Echoing that finding, Commission member Barney Afako explained that signing the cessation of hostilities ceasefire had left “a vacuum” at community level. “Because the parties of the conflict, although they’d signed the agreement, didn’t then go on to set up localized governments. There are no governors in place or no county commissioners in place. So, there is nobody to deal with those cleavages which had remained. Instead what we saw, was that the weaponry that have been left in the community as well as that which is now supplied by others fuelled this communal violence.”

Other worrying developments include restrictions and self-censorship among journalists and pressure groups.

“The level of State suppression and inability of civil society or journalists to operate is now completely different,” said Commission member Andrew Clapham. “There is sort of levels of fear and the State suppression and the fact that you can be picked up and tortured and killed is rather different.”

In its latest report, the Commission describes “waves of attacks and reprisals” that have left hundreds of South Sudanese women, men and children dead, maimed or destitute in Jonglei State and the Greater Pibor Administrative Area.

Ms. Sooka told journalists via video conference that the armed groups and militias had mobilised along ethnic lines, often with the support of armed State and opposition forces.

She highlighted clashes between allied Dinka and Nuer militias and Murle pastoralist militias in central and southern Jonglei State and Greater Pibor Administrative Area between February and November 2020.

These involved massive violations against civilians including the killing and displacement of hundreds.

“We have documented the new levels of militia violence engulfing more than three-quarters of the country at a localized level in which children carry weapons and women are traded as spoils of war like chattels,” Ms. Sooka said, while highlighting the ready availability of weapons, which is indicative of outside assistance.

“Civilians describe combatants using new weapons which they had never seen before,” she said. “One man told the Commission, ‘I went to Pibor town and I saw guns being sold there. There the black guns used by the NSS were being sold for 25,000 South Sudanese shillings, each less than a few hundred dollars.’ He also said that children all have guns.”

The Commission Chairperson also described as “shocking” the extremely high number of fighters involved in the localized conflicts, with “up to 50,000” involved in one attack in Padoi in Jonglei State and at least 15,000 fighters in an attack against Likuangole village, also in Jonglei State”.

Women were traded as “spoils of war” and children carry weapons, Ms. Sooka continued, adding that levels of violence “have already surpassed (those) documented in December 2013”, when civil war erupted across South Sudan.

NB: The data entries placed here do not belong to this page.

use anyhow::Result;
use clap::Parser;

mod app;
mod client;
mod config;
mod conversation;
mod handler;
mod message;
mod tui;
mod ui;

use app::App;
use client::ChatClient;
use config::Config;

const DEFAULT_ENDPOINT: &str = "http://127.0.0.1:8000/chat";

#[derive(Parser)]
#[command(name = "redact-chat")]
#[command(about = "Chat with an LLM through a redaction backend")]
struct Cli {
    /// Chat endpoint of the redaction backend
    #[arg(long, env = "REDACT_CHAT_ENDPOINT")]
    endpoint: Option<String>,
}

#[tokio::main]
async fn main() -> Result<()> {
    let cli = Cli::parse();

    // Flag and env var win over the config file, the file over the default
    let config = Config::load().unwrap_or_default();
    let endpoint = cli
        .endpoint
        .or(config.endpoint)
        .unwrap_or_else(|| DEFAULT_ENDPOINT.to_string());

    tui::install_panic_hook();
    let mut terminal = tui::init()?;
    let mut events = tui::EventHandler::new();
    let mut app = App::new(ChatClient::new(&endpoint));

    while !app.should_quit {
        terminal.draw(|frame| ui::render(frame, &mut app))?;

        if let Some(event) = events.next().await {
            handler::handle_event(&mut app, event);
        }

        // Apply the outcome of a finished request; ticks keep this polled
        // while no key or mouse events arrive
        app.poll_chat_task().await;
    }

    tui::restore()?;
    Ok(())
}
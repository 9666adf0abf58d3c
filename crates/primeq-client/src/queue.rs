use crate::connection::SessionInner;
use crate::{ClientError, Result};
use primeq_protocol::{
    Envelope, GetRequest, HandleId, Message, MessageId, OpenMode, PutRequest, SessionId,
};

use std::sync::Arc;
use std::time::Duration;
use tracing::debug;

/// A queue opened under one session with a fixed mode
pub struct QueueHandle {
    session: Arc<SessionInner>,
    handle: HandleId,
    queue: String,
    mode: OpenMode,
    closed: bool,
}

impl QueueHandle {
    pub(crate) fn new(
        session: Arc<SessionInner>,
        handle: HandleId,
        queue: String,
        mode: OpenMode,
    ) -> Self {
        QueueHandle {
            session,
            handle,
            queue,
            mode,
            closed: false,
        }
    }

    pub fn queue(&self) -> &str {
        &self.queue
    }

    pub fn mode(&self) -> OpenMode {
        self.mode
    }

    pub fn session_id(&self) -> SessionId {
        self.session.id()
    }

    pub fn is_closed(&self) -> bool {
        self.closed
    }

    /// Publish one message outside of any unit of work.
    ///
    /// Returns once the broker has accepted the message.
    pub async fn publish(&self, payload: Vec<u8>) -> Result<MessageId> {
        self.ensure_usable(self.mode.allows_output(), "output")?;

        let request = Message::Put(PutRequest {
            handle: self.handle,
            payload,
        });

        match self.session.request(request, self.session.request_timeout()).await? {
            Message::PutAck(message_id) => {
                debug!("Published message {} to {}", message_id, self.queue);
                Ok(message_id)
            }
            Message::Failure(failure) => Err(ClientError::Publish {
                queue: self.queue.clone(),
                reason: failure.reason,
                detail: failure.detail,
            }),
            other => Err(ClientError::UnexpectedReply(other.message_type())),
        }
    }

    /// Receive one message, waiting up to `wait`.
    ///
    /// `Ok(None)` means the wait elapsed with the queue empty.
    pub async fn receive(&self, wait: Duration) -> Result<Option<Envelope>> {
        self.ensure_usable(self.mode.allows_input(), "input")?;

        let request = Message::Get(GetRequest {
            handle: self.handle,
            wait_ms: wait.as_millis() as u64,
        });
        let deadline = wait + self.session.request_timeout();

        match self.session.request(request, deadline).await? {
            Message::Delivered(envelope) => Ok(Some(envelope)),
            Message::NoMessage => Ok(None),
            Message::Failure(failure) => Err(ClientError::Receive {
                queue: self.queue.clone(),
                reason: failure.reason,
                detail: failure.detail,
            }),
            other => Err(ClientError::UnexpectedReply(other.message_type())),
        }
    }

    /// Close the handle. Closing twice, or after the session ended, is a no-op.
    pub async fn close(&mut self) -> Result<()> {
        if self.closed {
            return Ok(());
        }
        self.closed = true;
        self.session.forget_handle(self.handle);

        match self
            .session
            .request(Message::Close(self.handle), self.session.request_timeout())
            .await
        {
            Ok(Message::Closed) | Err(ClientError::SessionClosed) => Ok(()),
            Ok(other) => Err(ClientError::UnexpectedReply(other.message_type())),
            Err(e) => Err(e),
        }
    }

    fn ensure_usable(&self, allowed: bool, operation: &'static str) -> Result<()> {
        if self.closed {
            return Err(ClientError::HandleClosed(self.queue.clone()));
        }
        if !allowed {
            return Err(ClientError::ModeNotAllowed {
                queue: self.queue.clone(),
                operation,
            });
        }
        Ok(())
    }
}

impl std::fmt::Debug for QueueHandle {
    fn fmt(&self, f: &mut std::fmt::Formatter<'_>) -> std::fmt::Result {
        f.debug_struct("QueueHandle")
            .field("session", &self.session.id())
            .field("handle", &self.handle)
            .field("queue", &self.queue)
            .field("mode", &self.mode)
            .field("closed", &self.closed)
            .finish()
    }
}
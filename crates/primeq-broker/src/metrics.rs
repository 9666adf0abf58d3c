use prometheus::{IntCounterVec, IntGauge, IntGaugeVec, Opts, Registry};

/// Prometheus metrics for the broker
pub struct BrokerMetrics {
    pub registry: Registry,

    pub messages_put: IntCounterVec,
    pub messages_got: IntCounterVec,
    pub queue_depth: IntGaugeVec,

    pub sessions_active: IntGauge,
    pub connects_rejected: IntCounterVec,
}

impl BrokerMetrics {
    pub fn new() -> anyhow::Result<Self> {
        let registry = Registry::new();

        let messages_put = IntCounterVec::new(
            Opts::new("pq_messages_put_total", "Messages accepted per queue"),
            &["queue"],
        )?;
        registry.register(Box::new(messages_put.clone()))?;

        let messages_got = IntCounterVec::new(
            Opts::new("pq_messages_got_total", "Messages delivered per queue"),
            &["queue"],
        )?;
        registry.register(Box::new(messages_got.clone()))?;

        let queue_depth = IntGaugeVec::new(
            Opts::new("pq_queue_depth", "Current depth per queue"),
            &["queue"],
        )?;
        registry.register(Box::new(queue_depth.clone()))?;

        let sessions_active = IntGauge::new("pq_sessions_active", "Connected sessions")?;
        registry.register(Box::new(sessions_active.clone()))?;

        let connects_rejected = IntCounterVec::new(
            Opts::new("pq_connects_rejected_total", "Rejected connection attempts by reason"),
            &["reason"],
        )?;
        registry.register(Box::new(connects_rejected.clone()))?;

        Ok(BrokerMetrics {
            registry,
            messages_put,
            messages_got,
            queue_depth,
            sessions_active,
            connects_rejected,
        })
    }

    pub fn record_put(&self, queue: &str, depth: usize) {
        self.messages_put.with_label_values(&[queue]).inc();
        self.queue_depth.with_label_values(&[queue]).set(depth as i64);
    }

    pub fn record_get(&self, queue: &str, depth: usize) {
        self.messages_got.with_label_values(&[queue]).inc();
        self.queue_depth.with_label_values(&[queue]).set(depth as i64);
    }

    pub fn record_rejected(&self, reason: &str) {
        self.connects_rejected.with_label_values(&[reason]).inc();
    }

    /// Render all metrics in the Prometheus text format
    pub fn render(&self) -> anyhow::Result<String> {
        use prometheus::{Encoder, TextEncoder};

        let encoder = TextEncoder::new();
        let mut buffer = Vec::new();
        encoder.encode(&self.registry.gather(), &mut buffer)?;
        Ok(String::from_utf8(buffer)?)
    }
}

Describing further graphic attacks in Jonglei and the Greater Pibor area, she noted that homes were “systemically and deliberately torched, murders and forced displacements have been perpetrated, women and girls have been abducted, they have been raped and gang-raped, sexually enslaved and in some instances forcibly married off to their captors. Abducted boys have been forced to fight and, in some instances, forcibly assimilated into rival armed groups.”

The Commission on Human Rights in South Sudan is due to present its report to the Human Rights Council in Geneva on 10 March.